SUPPLIED MATERIAL START

use std::collections::BTreeSet;

use crate::{
    animation::keyframe::Keyframe,
    foundation::core::{Size, TimeWindow},
    foundation::error::{TelestratorError, TelestratorResult},
};

#[derive(Clone, Debug, PartialEq, serde::Serialize, serde::Deserialize)]
#[serde(rename_all = "camelCase")]
/// A persisted match analysis: clips plus the overlays authored against a fixed canvas.
///
/// This is the document shape the external store loads and saves. The playback engine only ever
/// reads it through an [`crate::AnalysisSnapshot`].
pub struct AnalysisDocument {
    /// Document identifier used when saving.
    pub id: String,
    /// Named ranges of the source video.
    #[serde(default)]
    pub clips: Vec<Clip>,
    /// Authored overlays, in authoring order (which is also pause-scene scan order).
    #[serde(default)]
    pub annotations: Vec<Annotation>,
    /// Width of the canvas annotations were authored on.
    #[serde(default)]
    pub canvas_width: f64,
    /// Height of the canvas annotations were authored on.
    #[serde(default)]
    pub canvas_height: f64,
}

impl AnalysisDocument {
    /// Authored canvas size. May be zero-sized when the document predates canvas tracking.
    pub fn canvas_size(&self) -> Size {
        Size::new(self.canvas_width, self.canvas_height)
    }

    /// Check identifiers, times and canvas size.
    ///
    /// Inverted annotation windows (`startTime > endTime`) are accepted: playback renders them
    /// invisible instead of rejecting the whole document.
    pub fn validate(&self) -> TelestratorResult<()> {
        if self.id.trim().is_empty() {
            return Err(TelestratorError::validation("analysis id must be non-empty"));
        }
        if !(self.canvas_width.is_finite() && self.canvas_height.is_finite())
            || self.canvas_width < 0.0
            || self.canvas_height < 0.0
        {
            return Err(TelestratorError::validation(
                "canvas dimensions must be finite and >= 0",
            ));
        }

        let mut clip_ids = BTreeSet::new();
        for clip in &self.clips {
            if clip.id.trim().is_empty() {
                return Err(TelestratorError::validation("clip id must be non-empty"));
            }
            if !clip_ids.insert(clip.id.as_str()) {
                return Err(TelestratorError::validation(format!(
                    "duplicate clip id '{}'",
                    clip.id
                )));
            }
        }

        let mut ann_ids = BTreeSet::new();
        for ann in &self.annotations {
            if ann.id.trim().is_empty() {
                return Err(TelestratorError::validation("annotation id must be non-empty"));
            }
            if !ann_ids.insert(ann.id.as_str()) {
                return Err(TelestratorError::validation(format!(
                    "duplicate annotation id '{}'",
                    ann.id
                )));
            }
            if !(ann.start_time.is_finite() && ann.end_time.is_finite()) {
                return Err(TelestratorError::validation(format!(
                    "annotation '{}' has non-finite times",
                    ann.id
                )));
            }
            if ann.keyframes.iter().any(|k| !k.time.is_finite()) {
                return Err(TelestratorError::validation(format!(
                    "annotation '{}' has a keyframe with non-finite time",
                    ann.id
                )));
            }
        }
        Ok(())
    }
}

#[derive(Clone, Debug, PartialEq, serde::Serialize, serde::Deserialize)]
#[serde(rename_all = "camelCase")]
/// A named range of the source video. Read-only context for annotations.
pub struct Clip {
    /// Clip identifier.
    pub id: String,
    /// Display name.
    #[serde(default)]
    pub name: String,
    /// Start in seconds.
    pub start_time: f64,
    /// End in seconds.
    pub end_time: f64,
}

fn one() -> f64 {
    1.0
}

#[derive(Clone, Debug, PartialEq, serde::Serialize, serde::Deserialize)]
#[serde(rename_all = "camelCase")]
/// An authored, timed overlay.
pub struct Annotation {
    /// Annotation identifier.
    pub id: String,
    /// Shape variant and its shape-specific fields (`type` tag in JSON).
    #[serde(flatten)]
    pub shape: AnnotationShape,
    /// Weak reference to a [`Clip`]; may dangle.
    #[serde(default, skip_serializing_if = "Option::is_none")]
    pub clip_id: Option<String>,
    /// First second the annotation is shown.
    pub start_time: f64,
    /// Last second the annotation is shown.
    pub end_time: f64,
    /// Static authored x, used when there are no keyframes.
    #[serde(default)]
    pub x: f64,
    /// Static authored y, used when there are no keyframes.
    #[serde(default)]
    pub y: f64,
    /// Base opacity before fades.
    #[serde(default = "one")]
    pub opacity: f64,
    /// Static rotation in degrees.
    #[serde(default)]
    pub rotation: f64,
    /// Static horizontal scale.
    #[serde(default = "one")]
    pub scale_x: f64,
    /// Static vertical scale.
    #[serde(default = "one")]
    pub scale_y: f64,
    /// Motion path; sorted by time when the snapshot is built.
    #[serde(default, skip_serializing_if = "Vec::is_empty")]
    pub keyframes: Vec<Keyframe>,
    /// Halts playback when reached.
    #[serde(default)]
    pub is_pause_scene: bool,
    /// Authored hold length in seconds, shown in pause-scene listings.
    #[serde(default, skip_serializing_if = "Option::is_none")]
    pub pause_scene_duration: Option<f64>,
}

impl Annotation {
    /// Build an annotation with default pose, full opacity and no keyframes.
    pub fn new(id: impl Into<String>, shape: AnnotationShape, start: f64, end: f64) -> Self {
        Self {
            id: id.into(),
            shape,
            clip_id: None,
            start_time: start,
            end_time: end,
            x: 0.0,
            y: 0.0,
            opacity: 1.0,
            rotation: 0.0,
            scale_x: 1.0,
            scale_y: 1.0,
            keyframes: Vec::new(),
            is_pause_scene: false,
            pause_scene_duration: None,
        }
    }

    /// Authored time window.
    pub fn window(&self) -> TimeWindow {
        TimeWindow::new(self.start_time, self.end_time)
    }

    /// Shape discriminant.
    pub fn kind(&self) -> AnnotationKind {
        self.shape.kind()
    }

    /// Whole seconds a pause scene holds playback: `ceil(endTime - startTime)`, zero for
    /// inverted windows.
    pub fn pause_countdown_secs(&self) -> u32 {
        let secs = self.window().duration().ceil();
        if secs >= f64::from(u32::MAX) {
            u32::MAX
        } else {
            secs as u32
        }
    }
}

#[derive(Clone, Copy, Debug, PartialEq, Eq, Hash, serde::Serialize, serde::Deserialize)]
#[serde(rename_all = "lowercase")]
/// Field-less discriminant of [`AnnotationShape`].
pub enum AnnotationKind {
    /// Text label.
    Text,
    /// Circle outline or disc.
    Circle,
    /// Highlighted spot with glow.
    Spotlight,
    /// Polyline.
    Line,
    /// Polyline with an arrow head.
    Arrow,
    /// Closed polygon.
    Polygon,
}

#[derive(Clone, Debug, PartialEq, serde::Serialize, serde::Deserialize)]
#[serde(tag = "type", rename_all = "lowercase", rename_all_fields = "camelCase")]
/// Shape-specific authored fields, tagged by `type`.
///
/// Point lists are flat `[x0, y0, x1, y1, ...]` in authored space, relative to the annotation's
/// position.
pub enum AnnotationShape {
    /// Text label.
    Text {
        /// Label contents.
        #[serde(default)]
        text: String,
        /// Font size in authored pixels.
        #[serde(default = "default_font_size")]
        font_size: f64,
        /// Optional wrap width.
        #[serde(default, skip_serializing_if = "Option::is_none")]
        width: Option<f64>,
        /// Optional box height.
        #[serde(default, skip_serializing_if = "Option::is_none")]
        height: Option<f64>,
        /// Fill color.
        #[serde(default, skip_serializing_if = "Option::is_none")]
        fill: Option<String>,
        /// Glow/shadow blur radius.
        #[serde(default, skip_serializing_if = "Option::is_none")]
        shadow_blur: Option<f64>,
    },
    /// Circle.
    Circle {
        /// Radius in authored pixels.
        #[serde(default)]
        radius: f64,
        /// Fill color.
        #[serde(default, skip_serializing_if = "Option::is_none")]
        fill: Option<String>,
        /// Stroke color.
        #[serde(default, skip_serializing_if = "Option::is_none")]
        stroke: Option<String>,
        /// Stroke width in authored pixels.
        #[serde(default = "default_stroke_width")]
        stroke_width: f64,
        /// Glow/shadow blur radius.
        #[serde(default, skip_serializing_if = "Option::is_none")]
        shadow_blur: Option<f64>,
    },
    /// Spotlight.
    Spotlight {
        /// Radius in authored pixels.
        #[serde(default)]
        radius: f64,
        /// Fill color.
        #[serde(default, skip_serializing_if = "Option::is_none")]
        fill: Option<String>,
        /// Stroke color.
        #[serde(default, skip_serializing_if = "Option::is_none")]
        stroke: Option<String>,
        /// Stroke width in authored pixels.
        #[serde(default = "default_stroke_width")]
        stroke_width: f64,
        /// Glow blur radius.
        #[serde(default, skip_serializing_if = "Option::is_none")]
        shadow_blur: Option<f64>,
    },
    /// Polyline.
    Line {
        /// Flat point list.
        #[serde(default)]
        points: Vec<f64>,
        /// Stroke color.
        #[serde(default, skip_serializing_if = "Option::is_none")]
        stroke: Option<String>,
        /// Stroke width in authored pixels.
        #[serde(default = "default_stroke_width")]
        stroke_width: f64,
    },
    /// Arrow.
    Arrow {
        /// Flat point list; the head sits on the last point.
        #[serde(default)]
        points: Vec<f64>,
        /// Stroke color.
        #[serde(default, skip_serializing_if = "Option::is_none")]
        stroke: Option<String>,
        /// Stroke width in authored pixels.
        #[serde(default = "default_stroke_width")]
        stroke_width: f64,
    },
    /// Polygon.
    Polygon {
        /// Flat point list; implicitly closed.
        #[serde(default)]
        points: Vec<f64>,
        /// Fill color.
        #[serde(default, skip_serializing_if = "Option::is_none")]
        fill: Option<String>,
        /// Stroke color.
        #[serde(default, skip_serializing_if = "Option::is_none")]
        stroke: Option<String>,
        /// Stroke width in authored pixels.
        #[serde(default = "default_stroke_width")]
        stroke_width: f64,
    },
}

fn default_font_size() -> f64 {
    24.0
}

fn default_stroke_width() -> f64 {
    2.0
}

impl AnnotationShape {
    /// Shape discriminant.
    pub fn kind(&self) -> AnnotationKind {
        match self {
            Self::Text { .. } => AnnotationKind::Text,
            Self::Circle { .. } => AnnotationKind::Circle,
            Self::Spotlight { .. } => AnnotationKind::Spotlight,
            Self::Line { .. } => AnnotationKind::Line,
            Self::Arrow { .. } => AnnotationKind::Arrow,
            Self::Polygon { .. } => AnnotationKind::Polygon,
        }
    }
}

#[cfg(test)]
#[path = "../../tests/unit/analysis/model.rs"]
mod tests;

SUPPLIED MATERIAL END

Answer with one number only, the count of lines in the entries above that hold the string "Spotlight".

4